It happened on Thomas Pike near S 28th Avenue around 2 a.m. Thursday morning. A group of young girls and their two female counselors were asleep when a massive oak tree dropped one of its branches on top of their cabin.
Michigan State Police tells FOX 17 it was a group of 3rd-, 4th- and 5th-grade girls and their two adult counselors.
“We got a good couple gusts of wind,” explained Benjamin White-Elder, a firefighter and EMT with the Shelby-Benona Fire Department.
Crews had to traverse a dark and narrow dirt road getting back to the camp.
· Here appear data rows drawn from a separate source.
//! Entry point for the read-aloud terminal reader.
//!
//! - Parse command-line arguments.
//! - Load configuration from `conf/config.toml` (or `--config`).
//! - Run a single-threaded event loop over typed commands and speech engine
//!   notifications. Helper threads only ever send into the loop's channel.

mod cancellation;
mod command;
mod config;
mod document;
mod engine;
mod error;
mod highlight;
mod loader;
mod narration;
mod normalizer;
mod reader;
mod segmenter;
mod voice;

use crate::command::{HELP_TEXT, TerminalCommand};
use crate::config::{load_config, serialize_config};
use crate::engine::{EngineEvent, EspeakEngine, EventSink, SpeechEngine};
use crate::highlight::{HighlightPresenter, TerminalPresenter};
use crate::narration::ControllerSignal;
use crate::reader::{Reader, ReaderCommand};
use anyhow::{Context, Result, anyhow};
use std::env;
use std::io::{self, BufRead};
use std::path::PathBuf;
use std::sync::{Arc, mpsc};
use std::thread;
use tracing::{debug, error, info, warn};
use tracing_subscriber::{EnvFilter, fmt, prelude::*, reload};

type ReloadHandle = reload::Handle<EnvFilter, tracing_subscriber::Registry>;

const DEFAULT_CONFIG_PATH: &str = "conf/config.toml";
const USAGE: &str = "Usage: read-aloud [--config <path>] [--play] [--print-config] [file]";

enum AppEvent {
    Command(TerminalCommand),
    Engine(EngineEvent),
    Quit,
}

#[derive(Debug, PartialEq, Eq)]
struct CliArgs {
    config_path: PathBuf,
    file: Option<PathBuf>,
    autoplay: bool,
    print_config: bool,
}

fn main() {
    let reload_handle = init_tracing();
    if let Err(err) = run(&reload_handle) {
        error!("{err:?}");
        std::process::exit(1);
    }
}

fn run(reload_handle: &ReloadHandle) -> Result<()> {
    let Some(args) = parse_args(env::args().skip(1))? else {
        println!("{USAGE}");
        return Ok(());
    };
    let config = load_config(&args.config_path);
    set_log_level(reload_handle, config.log_level.as_filter_str());
    if args.print_config {
        let text = serialize_config(&config).context("Failed to serialize configuration")?;
        print!("{text}");
        return Ok(());
    }
    info!(
        config = %args.config_path.display(),
        level = %config.log_level,
        mode = %config.segment_mode,
        chunk_size = config.effective_chunk_size(),
        engine = %config.engine_program,
        "Starting read-aloud reader"
    );

    let (tx, rx) = mpsc::channel::<AppEvent>();

    let engine_tx = tx.clone();
    let sink: EventSink = Arc::new(move |event: EngineEvent| {
        if engine_tx.send(AppEvent::Engine(event)).is_err() {
            debug!("Event loop gone; dropping engine event");
        }
    });
    let engine = EspeakEngine::new(config.engine_program.clone(), sink);
    let presenter = TerminalPresenter::stdout(&config);
    let mut reader = Reader::new(engine, presenter, config);

    let quit_tx = tx.clone();
    let load_cancel = reader.cancellation_token();
    ctrlc::set_handler(move || {
        load_cancel.cancel();
        let _ = quit_tx.send(AppEvent::Quit);
    })
    .context("Failed to install Ctrl-C handler")?;

    spawn_stdin_reader(tx)?;

    if let Some(path) = &args.file {
        reader.load_file(path);
        print_status(&reader);
        if args.autoplay && reader.play().is_err() {
            print_status(&reader);
        }
    }
    println!("Type `help` for commands.");

    while let Ok(event) = rx.recv() {
        match event {
            AppEvent::Command(TerminalCommand::Quit) | AppEvent::Quit => break,
            AppEvent::Command(command) => handle_command(&mut reader, command),
            AppEvent::Engine(event) => {
                let signal = reader.handle_engine_event(event);
                if matches!(
                    signal,
                    ControllerSignal::Exhausted | ControllerSignal::Halted(_)
                ) {
                    print_status(&reader);
                }
            }
        }
    }

    info!("Shutting down");
    reader.cancellation_token().cancel();
    if reader.state().is_live() {
        reader.stop();
    }
    Ok(())
}

fn handle_command<E: SpeechEngine, P: HighlightPresenter>(
    reader: &mut Reader<E, P>,
    command: TerminalCommand,
) {
    match command {
        TerminalCommand::Reader(command) => {
            let event = reader.apply_command(command);
            debug!(action = event.action, playback = %event.snapshot.playback, "Command applied");
            print_status(reader);
        }
        TerminalCommand::Status { json } => {
            let snapshot = reader.apply_command(ReaderCommand::GetSnapshot).snapshot;
            if json {
                match serde_json::to_string_pretty(&snapshot) {
                    Ok(text) => println!("{text}"),
                    Err(err) => warn!("Failed to serialize snapshot: {err}"),
                }
            } else {
                println!(
                    "{} | {} | {} | unit {}/{}",
                    snapshot.page_info,
                    snapshot.voice_label,
                    snapshot.playback,
                    snapshot.cursor,
                    snapshot.unit_count
                );
                if let Some(message) = snapshot.status_message {
                    println!("{message}");
                }
            }
        }
        TerminalCommand::Voices => {
            let voices = reader.voices();
            if voices.is_empty() {
                println!("No voice found");
            }
            for voice in voices {
                println!("{:<24} {}", voice.name, voice.language);
            }
        }
        TerminalCommand::Help => println!("{HELP_TEXT}"),
        TerminalCommand::Quit => {}
    }
}

fn print_status<E: SpeechEngine, P: HighlightPresenter>(reader: &Reader<E, P>) {
    if let Some(message) = reader.status_message() {
        println!("{} | {message}", reader.current_page_info());
    }
}

fn spawn_stdin_reader(tx: mpsc::Sender<AppEvent>) -> Result<()> {
    thread::Builder::new()
        .name("stdin".to_string())
        .spawn(move || {
            let stdin = io::stdin();
            for line in stdin.lock().lines() {
                let line = match line {
                    Ok(line) => line,
                    Err(err) => {
                        warn!("Failed to read from stdin: {err}");
                        break;
                    }
                };
                if line.trim().is_empty() {
                    continue;
                }
                match line.parse::<TerminalCommand>() {
                    Ok(command) => {
                        if tx.send(AppEvent::Command(command)).is_err() {
                            return;
                        }
                    }
                    Err(err) => println!("{err}"),
                }
            }
            let _ = tx.send(AppEvent::Quit);
        })
        .context("Failed to spawn stdin reader")?;
    Ok(())
}

/// `Ok(None)` means `--help` was requested.
fn parse_args(args: impl IntoIterator<Item = String>) -> Result<Option<CliArgs>> {
    let mut config_path = PathBuf::from(DEFAULT_CONFIG_PATH);
    let mut file = None;
    let mut autoplay = false;
    let mut print_config = false;

    let mut args = args.into_iter();
    while let Some(arg) = args.next() {
        match arg.as_str() {
            "--config" | "-c" => {
                let value = args
                    .next()
                    .ok_or_else(|| anyhow!("--config needs a path\n{USAGE}"))?;
                config_path = PathBuf::from(value);
            }
            "--play" => autoplay = true,
            "--print-config" => print_config = true,
            "--help" | "-h" => return Ok(None),
            flag if flag.starts_with('-') => {
                return Err(anyhow!("Unknown option {flag}\n{USAGE}"));
            }
            path => {
                if file.is_some() {
                    return Err(anyhow!("Only one file may be given\n{USAGE}"));
                }
                let path = PathBuf::from(path);
                if !path.exists() {
                    return Err(anyhow!("File not found: {}", path.display()));
                }
                file = Some(path);
            }
        }
    }

    Ok(Some(CliArgs {
        config_path,
        file,
        autoplay,
        print_config,
    }))
}

fn init_tracing() -> ReloadHandle {
    let env_filter = EnvFilter::try_from_default_env().unwrap_or_else(|_| EnvFilter::new("debug"));
    let (filter_layer, handle) = reload::Layer::new(env_filter);
    tracing_subscriber::registry()
        .with(
            fmt::layer()
                .with_writer(io::stderr)
                .with_target(true)
                .with_file(true)
                .with_line_number(true)
                .with_filter(filter_layer),
        )
        .init();
    debug!("Logging initialized; override level with config log_level or RUST_LOG");
    handle
}

fn set_log_level(handle: &ReloadHandle, level: &str) {
    let parsed = EnvFilter::builder()
        .parse(level)
        .unwrap_or_else(|_| EnvFilter::new("debug"));
    if let Err(err) = handle.modify(|filter| *filter = parsed.clone()) {
        warn!(%level, "Failed to update log level from config: {err}");
    } else {
        info!(%level, "Applied log level from config");
    }
}

#[cfg(test)]
mod tests {
    use super::*;

    fn args(list: &[&str]) -> Vec<String> {
        list.iter().map(|arg| arg.to_string()).collect()
    }

    #[test]
    fn defaults_without_arguments() {
        let parsed = parse_args(args(&[])).expect("parses").expect("not help");
        assert_eq!(parsed.config_path, PathBuf::from(DEFAULT_CONFIG_PATH));
        assert_eq!(parsed.file, None);
        assert!(!parsed.autoplay);
        assert!(!parsed.print_config);
    }

    #[test]
    fn config_flag_and_existing_file() {
        let file = tempfile::NamedTempFile::new().expect("temp file");
        let path = file.path().display().to_string();
        let parsed = parse_args(args(&["--config", "alt.toml", "--play", &path]))
            .expect("parses")
            .expect("not help");
        assert_eq!(parsed.config_path, PathBuf::from("alt.toml"));
        assert_eq!(parsed.file.as_deref(), Some(file.path()));
        assert!(parsed.autoplay);
    }

    #[test]
    fn rejects_bad_arguments() {
        assert!(parse_args(args(&["--config"])).is_err());
        assert!(parse_args(args(&["--bogus"])).is_err());
        assert!(parse_args(args(&["/definitely/not/here.pdf"])).is_err());
        assert!(parse_args(args(&["--help"])).expect("parses").is_none());
    }
}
They were able to assemble a lighting apparatus and call in the folks at Eagle Towing to pick up and secure the branch.
“Eagle Towing were brought out to kind of stabilize the large limb with their wrecker while we kind of cut it up into smaller chunks,” White-Elder explained. “You have so many different moving parts and moving pieces, from chainsaws to chains and heavy, heavy timber logs.”
One counselor was pinned to their bed by the fallen tree.
The drivers at Eagle Towing were already on standby with Electric Forest happening nearby and were able to arrive quickly.
An EMT maintained contact with the adult counselor while crews worked to get her out.
It took them about an hour to an hour and a half to fully extricate the woman.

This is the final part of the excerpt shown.